Forex spread trading
Spread trading differs from the classic methods of trading on Forex. This way of working makes it possible to receive a constant income regardless of market conditions and whether you decide on choosing the
best forex trading platform or not.
Spread is the difference between the bid and asking prices. It may seem strange, but trading a spread on forex can mean buying a basket of platinum and simultaneously selling a basket of silver, or soybeans and products from them (eg. soybean oil and soy flour), or buying oil and selling petroleum products.

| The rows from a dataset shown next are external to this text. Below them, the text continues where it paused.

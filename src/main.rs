#![allow(clippy::uninlined_format_args)]

use clap::Parser;
use std::path::PathBuf;
use tracing::{info, warn};
use tracing_subscriber::{layer::SubscriberExt, util::SubscriberInitExt};

use autobook::navigator::SCRATCH_SCREENSHOT;
use autobook::options::{parse_options, split_input};
use autobook::output::ensure_directory;
use autobook::prompt::{Prompter, TerminalPrompter};
use autobook::types::ViewportSize;
use autobook::wait::SleepWait;
use autobook::{
    Browser, BrowserOptions, BrowserType, CaptureError, Config, RunContext, Runner,
    SessionOutcome, SiteKind,
};

const EXIT_SUCCESS: i32 = 0;

#[derive(Parser)]
#[command(name = "autobook")]
#[command(about = "Capture paginated manga and book viewers as image sequences", long_about = None)]
struct Cli {
    /// Configuration file (default: ./config.json, then ~/.autobook/config.json)
    #[arg(short, long)]
    config: Option<PathBuf>,

    /// Browser to use (firefox or chrome)
    #[arg(short, long)]
    browser: Option<String>,

    /// WebDriver endpoint (default: the browser's standard local port)
    #[arg(long)]
    webdriver_url: Option<String>,

    /// Browser window size as WIDTHxHEIGHT (overrides window_size in the config)
    #[arg(long)]
    window_size: Option<ViewportSize>,

    /// Run browser in visible mode (disables headless)
    #[arg(long = "no-headless")]
    no_headless: bool,
}

#[tokio::main]
async fn main() {
    // Logs go to stderr so prompts and progress on stdout stay readable
    tracing_subscriber::registry()
        .with(
            tracing_subscriber::EnvFilter::try_from_default_env()
                .unwrap_or_else(|_| "autobook=info".into()),
        )
        .with(
            tracing_subscriber::fmt::layer()
                .with_writer(std::io::stderr)
                .with_target(false),
        )
        .init();

    let cli = Cli::parse();
    match run(cli).await {
        Ok(()) => std::process::exit(EXIT_SUCCESS),
        Err(err) => {
            eprintln!("Error: {}", err);
            std::process::exit(err.exit_code());
        }
    }
}

fn load_config(cli: &Cli) -> Result<Config, CaptureError> {
    let mut config = Config::load(cli.config.as_deref())?;
    if let Some(browser) = &cli.browser {
        config.driver = browser
            .parse::<BrowserType>()
            .map_err(|e| CaptureError::InvalidConfig(e.to_string()))?;
    }
    if let Some(url) = &cli.webdriver_url {
        config.webdriver_url = Some(url.clone());
    }
    if let Some(size) = &cli.window_size {
        config.window_size = size.clone();
    }
    if cli.no_headless {
        config.headless = false;
    }
    Ok(config)
}

async fn run(cli: Cli) -> Result<(), CaptureError> {
    let config = load_config(&cli)?;
    ensure_directory(&config.log_directory)?;

    let mut browser = None;
    let result = input_loop(&config, &mut browser).await;

    if let Some(browser) = browser {
        if let Err(e) = browser.close().await {
            warn!("Failed to close browser session: {}", e);
        }
    }
    result
}

/// Read URLs until `exit` or end of input
async fn input_loop(config: &Config, browser: &mut Option<Browser>) -> Result<(), CaptureError> {
    let prompter = TerminalPrompter;
    let wait = SleepWait;
    let mut context = RunContext::new();

    while let Some(line) = prompter.ask("Input URL > ")? {
        let line = line.trim();
        if line.is_empty() {
            continue;
        }
        if line == "exit" {
            break;
        }

        let (url, options) = split_input(line);
        let options = options.map(parse_options).unwrap_or_default();
        let Some(kind) = SiteKind::detect(url) else {
            println!("{}", CaptureError::UnsupportedUrl(url.to_string()));
            continue;
        };

        if browser.is_none() {
            match Browser::connect(&BrowserOptions::from(config)).await {
                Ok(connected) => *browser = Some(connected),
                Err(e) => {
                    println!("Error: {:#}", e);
                    continue;
                }
            }
        }
        let Some(driver) = browser.as_ref() else {
            continue;
        };

        let runner = Runner {
            driver,
            prompter: &prompter,
            wait: &wait,
            config,
            scratch: PathBuf::from(SCRATCH_SCREENSHOT),
        };
        match runner.run(kind, url, &options, &mut context).await {
            Ok(outcome) => report(&outcome),
            Err(e) if e.is_fatal() => return Err(e),
            Err(e) => println!("Error: {}", e),
        }
    }

    println!("Bye.");
    Ok(())
}

fn report(outcome: &SessionOutcome) {
    match outcome {
        SessionOutcome::Success {
            directory,
            saved,
            stopped_early,
        } => {
            info!(
                "Saved {} frames to {} (stopped early: {})",
                saved,
                directory.display(),
                stopped_early
            );
            println!("Saved {} pages to {}", saved, directory.display());
        }
        SessionOutcome::Aborted(reason) => println!("Capture aborted: {}", reason),
        SessionOutcome::LoginFailed(reason) => println!("Login failed: {}", reason),
    }
}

The most important thing in trade spreading is to correctly choose a pair of tools that will make up the spread. It is important that the difference between their prices change most of the time in a certain period. Therefore, they try to select tools with high correlation and similar characteristics, for example, securities of one company from different stock exchanges, or futures on different execution dates, or securities of companies / enterprises from one industry.
Forex Spreading Algorithm
The prevalence and certain popularity of trading in the spread on Forex has already led to the formation of stable spreads:
● Crash-spreads (between soybeans and products from them);
● Crack spreads (between oil and its products);
● Currency spreads (platinum and silver, gold and silver, platinum and palladium, palladium and silver);
● Index spreads.
Variations of the spread trade are paired trading (a spread between two instruments with high correlation) and arbitrage trading (a spread between related or identical instruments, with almost no market risk). The arbitrage trade is divided into:
● Spatial arbitration (one instrument is traded on different markets);
● Calendar arbitration (futures with different delivery dates);
● Equivalent arbitrage (they trade in related instruments, where the price of one is linearly dependent on the price of the other, for example, the share is a depositary receipt).
If the spread is done correctly, then it becomes more profitable to trade with them than with individual instruments. Spread behavior is more predictable than the behavior of individual instruments since on similar financial instruments, market factors operate synchronously, and synchronous decline or synchronous growth occur.
Use spread trading to increase your profits today!